◆ **WORK INSTRUCTIONS**: How many of the lines in the data contain "megagroup"? Give only the number.

◆ **RECORD EXCERPTS**:
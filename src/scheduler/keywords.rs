//! Deterministic base keyword generator

use rand::rngs::StdRng;
use rand::seq::SliceRandom;
use rand::SeedableRng;
use std::collections::HashSet;

pub const BASE_KEYWORDS: [&str; 34] = [
    "ielts",
    "ielts uzbek",
    "ielts speaking",
    "ielts writing",
    "english",
    "english group",
    "ingliz tili",
    "study abroad",
    "xorijda o'qish",
    "scholarship",
    "grant",
    "stipendiya",
    "cefr",
    "dtm",
    "dtm 2025",
    "tashkent",
    "toshkent",
    "samarkand",
    "bukhara",
    "uzbekistan",
    "o'zbekiston",
    "university",
    "universitet",
    "talaba",
    "education",
    "ta'lim",
    "o'quv markaz",
    "english course",
    "ingliz tili kursi",
    "репетитор",
    "английский",
    "ташкент",
    "работа ташкент",
    "вакансии",
];

pub const MODIFIERS: [&str; 8] = ["guruh", "chat", "group", "community", "2024", "2025", "official", "rasmiy"];

/// Every base keyword alone and combined with each modifier in both orders,
/// lowercased, deduplicated, then shuffled with `seed`
///
/// The same `seed` and input always produce the same order.
pub fn generate_base_keywords(keywords: &[String], seed: u64) -> Vec<String> {
    let mut combined: Vec<String> = keywords.iter().map(|k| normalize_keyword(k)).collect();
    for keyword in keywords {
        for modifier in MODIFIERS {
            combined.push(normalize_keyword(&format!("{} {}", keyword, modifier)));
            combined.push(normalize_keyword(&format!("{} {}", modifier, keyword)));
        }
    }

    let mut seen = HashSet::new();
    combined.retain(|k| !k.is_empty() && seen.insert(k.clone()));

    let mut rng = StdRng::seed_from_u64(seed);
    combined.shuffle(&mut rng);
    combined
}

pub fn default_keywords() -> Vec<String> {
    BASE_KEYWORDS.iter().map(|k| k.to_string()).collect()
}

pub fn normalize_keyword(keyword: &str) -> String {
    keyword.trim().to_lowercase()
}
//! Membership state tracker
//!
//! State machine: `not_joined -> joined -> {left, removed}`.
//!
//! - `joined` is entered only after a join followed by a confirming
//!   membership check, or from the authoritative dialog list sync.
//! - `left` / `removed` are entered only when a membership check says so.
//! - An inconclusive check (unknown status or any error) leaves the state
//!   untouched and only stamps `last_checked_at`.
//!
//! Every record is committed on its own so an interrupted sweep keeps all
//! updates applied before the interruption.

use crate::config::MembershipConfig;
use crate::control::{ControlSignal, Shutdown};
use crate::gateway::{BackoffController, Category, GatewayError};
use crate::store::{unix_now, EntityRecord, Event, MembershipRecord, MembershipState, Store, StoreError};
use crate::telegram::{classify, EntityKind, MembershipStatus, ProtocolClient};
use rand::rngs::StdRng;
use rand::{Rng, SeedableRng};
use std::collections::HashSet;
use std::sync::{Arc, Mutex};
use std::time::Duration;

#[derive(Debug, thiserror::Error)]
pub enum TrackerError {
    #[error("store error: {0}")]
    Store(#[from] StoreError),
    #[error("gateway error: {0}")]
    Gateway(GatewayError),
    #[error("shutdown requested")]
    Shutdown,
}

impl From<GatewayError> for TrackerError {
    fn from(e: GatewayError) -> Self {
        match e {
            GatewayError::Shutdown => TrackerError::Shutdown,
            other => TrackerError::Gateway(other),
        }
    }
}

impl From<Shutdown> for TrackerError {
    fn from(_: Shutdown) -> Self {
        TrackerError::Shutdown
    }
}

#[derive(Debug, Clone, PartialEq, Eq)]
pub enum JoinOutcome {
    Joined,
    AlreadyJoined,
    /// Join call succeeded but the follow-up check did not confirm it
    Unconfirmed,
    /// Previously removed from this group, not retried
    Skipped,
    Failed(String),
}

#[derive(Debug, Clone, Copy, Default, PartialEq, Eq)]
pub struct SweepReport {
    pub checked: usize,
    pub verified: usize,
    pub left: usize,
    pub removed: usize,
    pub inconclusive: usize,
}

#[derive(Debug, Clone, Copy, Default, PartialEq, Eq)]
pub struct SyncReport {
    pub seen: usize,
    pub newly_joined: usize,
}

/// Apply one membership check result to a record
///
/// `None` stands for a failed check. Returns the updated record and the
/// event to store with it, if the state changed.
pub fn apply_status(
    record: &MembershipRecord,
    status: Option<MembershipStatus>,
    now: i64,
) -> (MembershipRecord, Option<Event>) {
    let mut updated = record.clone();
    updated.last_checked_at = now;

    let (new_state, reason) = match status {
        Some(MembershipStatus::Left) => (MembershipState::Left, "left"),
        Some(MembershipStatus::Banned) => (MembershipState::Removed, "banned"),
        Some(MembershipStatus::Joined) | Some(MembershipStatus::Unknown) | None => return (updated, None),
    };

    if record.state == new_state {
        return (updated, None);
    }

    updated.state = new_state;
    updated.left_at = Some(now);
    let event = Event::MembershipLost {
        reason: reason.to_string(),
        old_state: record.state,
    };
    (updated, Some(event))
}

pub struct MembershipTracker {
    client: Arc<dyn ProtocolClient>,
    backoff: Arc<BackoffController>,
    store: Arc<dyn Store>,
    control: ControlSignal,
    config: MembershipConfig,
    rng: Mutex<StdRng>,
}

impl MembershipTracker {
    pub fn new(
        client: Arc<dyn ProtocolClient>,
        backoff: Arc<BackoffController>,
        store: Arc<dyn Store>,
        control: ControlSignal,
        config: MembershipConfig,
    ) -> Self {
        Self {
            client,
            backoff,
            store,
            control,
            config,
            rng: Mutex::new(StdRng::from_entropy()),
        }
    }

    /// Join `entity` and confirm with a membership check
    pub async fn join(&self, entity: &EntityRecord, source: &str) -> Result<JoinOutcome, TrackerError> {
        let now = unix_now();
        let current = self
            .store
            .get_membership(entity.entity_id)
            .await?
            .unwrap_or_else(|| MembershipRecord::not_joined(entity.entity_id, now));

        match current.state {
            MembershipState::Joined => return Ok(JoinOutcome::AlreadyJoined),
            MembershipState::Removed => {
                log::debug!("   ├─ Not rejoining {} (removed)", entity.entity_id);
                return Ok(JoinOutcome::Skipped);
            }
            MembershipState::NotJoined | MembershipState::Left => {}
        }

        let identifier = entity.to_candidate().identifier();
        self.control.sleep(self.join_delay()).await?;

        let client = &self.client;
        let target = identifier.as_str();
        if let Err(e) = self
            .backoff
            .call(Category::Join, target, move || client.join(target))
            .await
        {
            if e.is_shutdown() {
                return Err(TrackerError::Shutdown);
            }
            log::warn!("❌ Join failed for {}: {}", identifier, e);
            let event = Event::JoinFailed { error: e.to_string() };
            self.store.record_event(Some(entity.entity_id), &event, unix_now()).await?;
            return Ok(JoinOutcome::Failed(e.to_string()));
        }

        let status = self
            .backoff
            .call(Category::MembershipCheck, target, move || client.check_membership(target))
            .await;

        let now = unix_now();
        match status {
            Ok(MembershipStatus::Joined) => {
                let record = MembershipRecord {
                    entity_id: entity.entity_id,
                    state: MembershipState::Joined,
                    joined_at: Some(now),
                    left_at: None,
                    last_checked_at: now,
                };
                let event = Event::Joined { source: source.to_string() };
                self.store.save_membership(&record, Some(&event), now).await?;
                log::info!("✅ Joined {}", identifier);
                Ok(JoinOutcome::Joined)
            }
            Err(GatewayError::Shutdown) => Err(TrackerError::Shutdown),
            other => {
                log::warn!("⚠️  Join of {} not confirmed ({:?}), state unchanged", identifier, other);
                let mut record = current;
                record.last_checked_at = now;
                self.store.save_membership(&record, None, now).await?;
                Ok(JoinOutcome::Unconfirmed)
            }
        }
    }

    /// Mark every group in the live dialog list as joined
    pub async fn sync_joined(&self) -> Result<SyncReport, TrackerError> {
        let client = &self.client;
        let dialogs = self
            .backoff
            .call(Category::ListDialogs, "dialogs", move || client.list_joined_groups())
            .await?;

        let mut report = SyncReport::default();
        for raw in &dialogs {
            let candidate = classify(raw);
            if !matches!(candidate.kind, EntityKind::Group | EntityKind::Channel) {
                continue;
            }
            report.seen += 1;

            let now = unix_now();
            self.store.upsert_entity(&candidate, now).await?;
            let existing = self.store.get_membership(candidate.entity_id).await?;
            if matches!(&existing, Some(r) if r.state == MembershipState::Joined) {
                continue;
            }

            let record = MembershipRecord {
                entity_id: candidate.entity_id,
                state: MembershipState::Joined,
                joined_at: existing.and_then(|r| r.joined_at).or(Some(now)),
                left_at: None,
                last_checked_at: now,
            };
            self.store.save_membership(&record, Some(&Event::MembershipSynced), now).await?;
            report.newly_joined += 1;
        }

        log::info!(
            "🔄 Membership sync: {} groups in dialogs, {} newly marked joined",
            report.seen,
            report.newly_joined
        );
        Ok(report)
    }

    /// Re-check every locally joined record against the platform
    pub async fn sweep(&self) -> Result<SweepReport, TrackerError> {
        let snapshot = self.store.list_memberships(MembershipState::Joined).await?;
        let mut seen = HashSet::new();
        let records: Vec<MembershipRecord> = snapshot.into_iter().filter(|r| seen.insert(r.entity_id)).collect();

        let mut report = SweepReport::default();
        if records.is_empty() {
            log::info!("📭 No joined groups to check");
            return Ok(report);
        }
        log::info!("🔍 Checking membership of {} joined groups", records.len());

        for (index, record) in records.iter().enumerate() {
            if index > 0 {
                self.control.sleep(self.config.per_check_delay).await?;
            }

            let entity = match self.store.get_entity(record.entity_id).await? {
                Some(entity) => entity,
                None => {
                    log::warn!("⚠️  Membership {} has no entity row, skipping", record.entity_id);
                    continue;
                }
            };
            let identifier = entity.to_candidate().identifier();
            let target = identifier.as_str();
            let client = &self.client;

            let status = match self
                .backoff
                .call(Category::MembershipCheck, target, move || client.check_membership(target))
                .await
            {
                Ok(status) => Some(status),
                Err(GatewayError::Shutdown) => return Err(TrackerError::Shutdown),
                Err(e) => {
                    log::warn!("⚠️  Could not check {}: {}", identifier, e);
                    None
                }
            };

            let now = unix_now();
            let (updated, event) = apply_status(record, status, now);
            self.store.save_membership(&updated, event.as_ref(), now).await?;

            report.checked += 1;
            match (status, updated.state) {
                (_, MembershipState::Left) => {
                    log::warn!("🚪 {} is now LEFT", identifier);
                    report.left += 1;
                }
                (_, MembershipState::Removed) => {
                    log::warn!("⛔ {} is now REMOVED", identifier);
                    report.removed += 1;
                }
                (Some(MembershipStatus::Joined), _) => report.verified += 1,
                _ => {
                    log::warn!("⚠️  Membership of {} inconclusive, state unchanged", identifier);
                    report.inconclusive += 1;
                }
            }
        }

        log::info!(
            "✅ Sweep done: {} checked, {} verified, {} left, {} removed, {} inconclusive",
            report.checked,
            report.verified,
            report.left,
            report.removed,
            report.inconclusive
        );
        Ok(report)
    }

    /// Sweep once, or forever with `cycle_interval` between sweeps
    ///
    /// Returns `Ok(())` on shutdown. Other sweep errors are logged and the
    /// loop continues with the next cycle.
    pub async fn run(&self, once: bool) -> Result<(), TrackerError> {
        log::info!("👀 Membership tracker started (once={})", once);
        loop {
            match self.sweep().await {
                Ok(_) => {}
                Err(TrackerError::Shutdown) => return Ok(()),
                Err(e) => log::error!("❌ Membership sweep failed: {}", e),
            }

            if once {
                return Ok(());
            }

            log::info!(
                "💤 Next membership sweep in {}s",
                self.config.cycle_interval.as_secs()
            );
            if self.control.sleep(self.config.cycle_interval).await.is_err() {
                return Ok(());
            }
        }
    }

    fn join_delay(&self) -> Duration {
        let min = self.config.join_delay_min.as_millis() as u64;
        let max = (self.config.join_delay_max.as_millis() as u64).max(min);
        let millis = self
            .rng
            .lock()
            .unwrap_or_else(|poisoned| poisoned.into_inner())
            .gen_range(min..=max);
        Duration::from_millis(millis)
    }
}
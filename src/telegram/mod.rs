//! Messaging platform seam
//!
//! Everything above this module talks to the platform through the
//! `ProtocolClient` trait. The production implementation is
//! `HttpGatewayClient`, which speaks a small JSON contract to a local bridge
//! process that owns the actual session. Tests substitute scripted clients.

pub mod classifier;
pub mod gateway_client;

pub use classifier::{classify, Candidate, EntityKind};
pub use gateway_client::HttpGatewayClient;

use async_trait::async_trait;
use serde::{Deserialize, Serialize};

/// Failure taxonomy reported by a protocol client
#[derive(Debug, Clone, PartialEq, Eq, thiserror::Error)]
pub enum ClientError {
    /// Hard rate limit: the platform told us exactly how long to wait
    #[error("flood wait of {seconds}s required")]
    FloodWait { seconds: u64 },

    #[error("not found: {0}")]
    NotFound(String),

    /// Account-level restriction (peer flood, user restricted, banned)
    #[error("account restricted: {0}")]
    Restricted(String),

    #[error("rpc error {code}: {message}")]
    Rpc { code: i32, message: String },

    #[error("transport error: {0}")]
    Transport(String),
}

/// Raw peer shape as reported by the bridge
#[derive(Debug, Clone, PartialEq, Eq, Serialize, Deserialize)]
#[serde(tag = "type", rename_all = "snake_case")]
pub enum RawPeer {
    User {
        #[serde(default)]
        first_name: Option<String>,
        #[serde(default)]
        last_name: Option<String>,
        #[serde(default)]
        bot: bool,
    },
    BasicGroup,
    Channel {
        #[serde(default)]
        broadcast: bool,
        #[serde(default)]
        megagroup: bool,
    },
    #[serde(other)]
    Unknown,
}

#[derive(Debug, Clone, PartialEq, Eq, Serialize, Deserialize)]
pub struct RawEntity {
    pub id: i64,
    pub peer: RawPeer,
    #[serde(default)]
    pub title: Option<String>,
    #[serde(default)]
    pub username: Option<String>,
    #[serde(default)]
    pub about: Option<String>,
    #[serde(default)]
    pub scam: bool,
    #[serde(default)]
    pub fake: bool,
}

impl RawEntity {
    /// A public supergroup
    pub fn group(id: i64, title: &str, username: Option<&str>) -> Self {
        Self::channel_like(id, title, username, false, true)
    }

    /// A broadcast channel
    pub fn channel(id: i64, title: &str, username: Option<&str>) -> Self {
        Self::channel_like(id, title, username, true, false)
    }

    pub fn user(id: i64, first_name: &str, username: Option<&str>, bot: bool) -> Self {
        Self {
            id,
            peer: RawPeer::User {
                first_name: Some(first_name.to_string()),
                last_name: None,
                bot,
            },
            title: None,
            username: username.map(str::to_string),
            about: None,
            scam: false,
            fake: false,
        }
    }

    pub fn with_about(mut self, about: &str) -> Self {
        self.about = Some(about.to_string());
        self
    }

    fn channel_like(id: i64, title: &str, username: Option<&str>, broadcast: bool, megagroup: bool) -> Self {
        Self {
            id,
            peer: RawPeer::Channel { broadcast, megagroup },
            title: Some(title.to_string()),
            username: username.map(str::to_string),
            about: None,
            scam: false,
            fake: false,
        }
    }
}

/// Result of a single membership check
#[derive(Debug, Clone, Copy, PartialEq, Eq, Serialize, Deserialize)]
#[serde(rename_all = "snake_case")]
pub enum MembershipStatus {
    Joined,
    Left,
    Banned,
    Unknown,
}

#[async_trait]
pub trait ProtocolClient: Send + Sync {
    async fn search(&self, query: &str, limit: usize) -> Result<Vec<RawEntity>, ClientError>;

    async fn resolve(&self, identifier: &str) -> Result<RawEntity, ClientError>;

    async fn join(&self, identifier: &str) -> Result<(), ClientError>;

    async fn check_membership(&self, identifier: &str) -> Result<MembershipStatus, ClientError>;

    async fn list_joined_groups(&self) -> Result<Vec<RawEntity>, ClientError>;

    /// Returns the id of the sent message
    async fn send_message(&self, identifier: &str, text: &str) -> Result<i64, ClientError>;

    async fn delete_message(&self, identifier: &str, message_id: i64) -> Result<(), ClientError>;
}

◆ **EXERCISE RESULT**: 3